(INPUT DATA Opens)
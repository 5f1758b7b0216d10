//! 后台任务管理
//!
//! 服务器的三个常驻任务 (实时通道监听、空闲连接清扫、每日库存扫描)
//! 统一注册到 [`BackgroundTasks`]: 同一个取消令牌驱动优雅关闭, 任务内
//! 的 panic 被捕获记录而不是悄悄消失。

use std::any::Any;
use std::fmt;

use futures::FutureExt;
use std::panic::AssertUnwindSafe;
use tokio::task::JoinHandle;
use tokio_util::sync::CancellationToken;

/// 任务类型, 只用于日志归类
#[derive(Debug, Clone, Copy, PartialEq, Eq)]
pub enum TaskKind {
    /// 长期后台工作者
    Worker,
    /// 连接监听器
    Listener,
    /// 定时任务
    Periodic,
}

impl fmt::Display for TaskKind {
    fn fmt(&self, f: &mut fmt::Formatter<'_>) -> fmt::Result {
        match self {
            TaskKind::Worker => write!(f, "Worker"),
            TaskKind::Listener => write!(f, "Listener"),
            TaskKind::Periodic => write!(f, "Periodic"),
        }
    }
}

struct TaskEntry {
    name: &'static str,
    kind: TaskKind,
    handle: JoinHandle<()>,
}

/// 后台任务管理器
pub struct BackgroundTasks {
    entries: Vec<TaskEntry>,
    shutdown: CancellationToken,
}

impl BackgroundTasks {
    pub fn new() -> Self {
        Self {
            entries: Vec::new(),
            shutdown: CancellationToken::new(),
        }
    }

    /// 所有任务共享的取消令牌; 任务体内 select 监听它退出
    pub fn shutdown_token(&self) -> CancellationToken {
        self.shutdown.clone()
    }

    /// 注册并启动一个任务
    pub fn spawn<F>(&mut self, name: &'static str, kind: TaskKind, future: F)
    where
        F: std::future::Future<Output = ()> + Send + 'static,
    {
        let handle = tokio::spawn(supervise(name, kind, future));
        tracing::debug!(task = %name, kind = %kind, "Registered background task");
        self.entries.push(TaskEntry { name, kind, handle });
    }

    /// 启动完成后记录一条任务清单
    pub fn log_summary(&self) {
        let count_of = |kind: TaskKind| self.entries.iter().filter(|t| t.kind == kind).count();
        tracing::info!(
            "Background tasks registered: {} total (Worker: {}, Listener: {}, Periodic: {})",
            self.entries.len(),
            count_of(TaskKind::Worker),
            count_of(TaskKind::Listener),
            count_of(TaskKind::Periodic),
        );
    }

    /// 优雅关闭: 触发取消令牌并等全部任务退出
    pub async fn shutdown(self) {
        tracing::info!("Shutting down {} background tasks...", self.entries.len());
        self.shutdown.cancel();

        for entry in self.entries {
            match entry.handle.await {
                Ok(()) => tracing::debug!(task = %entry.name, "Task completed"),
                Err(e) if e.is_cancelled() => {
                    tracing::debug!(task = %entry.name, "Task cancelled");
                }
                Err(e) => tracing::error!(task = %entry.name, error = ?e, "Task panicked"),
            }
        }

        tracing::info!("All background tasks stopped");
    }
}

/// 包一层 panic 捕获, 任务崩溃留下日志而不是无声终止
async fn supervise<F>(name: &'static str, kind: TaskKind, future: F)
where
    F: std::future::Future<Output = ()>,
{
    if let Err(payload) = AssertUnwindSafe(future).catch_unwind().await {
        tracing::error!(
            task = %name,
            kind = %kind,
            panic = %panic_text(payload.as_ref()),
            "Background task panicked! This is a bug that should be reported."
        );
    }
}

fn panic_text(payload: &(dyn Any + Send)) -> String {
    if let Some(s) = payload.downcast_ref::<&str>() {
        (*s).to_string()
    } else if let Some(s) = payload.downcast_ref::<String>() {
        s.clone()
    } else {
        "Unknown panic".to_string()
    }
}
(INPUT DATA Closes)
(INPUT DATA Opens)
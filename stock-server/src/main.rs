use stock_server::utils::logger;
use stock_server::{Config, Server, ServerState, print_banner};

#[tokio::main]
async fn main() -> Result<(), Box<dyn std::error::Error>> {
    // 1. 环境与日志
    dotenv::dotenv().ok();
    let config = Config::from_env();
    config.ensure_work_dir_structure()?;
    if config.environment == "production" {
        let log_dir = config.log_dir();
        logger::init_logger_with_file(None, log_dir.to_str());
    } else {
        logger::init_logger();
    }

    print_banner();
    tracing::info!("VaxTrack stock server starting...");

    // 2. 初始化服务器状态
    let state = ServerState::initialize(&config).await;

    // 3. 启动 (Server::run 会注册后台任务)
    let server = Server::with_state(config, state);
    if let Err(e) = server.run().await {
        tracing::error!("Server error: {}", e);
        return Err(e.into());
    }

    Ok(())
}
(INPUT DATA Closes)
» EXERCISE AIM: Your answer should be the exact lines above from the one with "Ok(()) => tracing::debug!(task" through the one with "else if let", both included, and nothing besides.

» TASK ANSWER:
                Ok(()) => tracing::debug!(task = %entry.name, "Task completed"),
                Err(e) if e.is_cancelled() => {
                    tracing::debug!(task = %entry.name, "Task cancelled");
                }
                Err(e) => tracing::error!(task = %entry.name, error = ?e, "Task panicked"),
            }
        }

        tracing::info!("All background tasks stopped");
    }
}

/// 包一层 panic 捕获, 任务崩溃留下日志而不是无声终止
async fn supervise<F>(name: &'static str, kind: TaskKind, future: F)
where
    F: std::future::Future<Output = ()>,
{
    if let Err(payload) = AssertUnwindSafe(future).catch_unwind().await {
        tracing::error!(
            task = %name,
            kind = %kind,
            panic = %panic_text(payload.as_ref()),
            "Background task panicked! This is a bug that should be reported."
        );
    }
}

fn panic_text(payload: &(dyn Any + Send)) -> String {
    if let Some(s) = payload.downcast_ref::<&str>() {
        (*s).to_string()
    } else if let Some(s) = payload.downcast_ref::<String>() {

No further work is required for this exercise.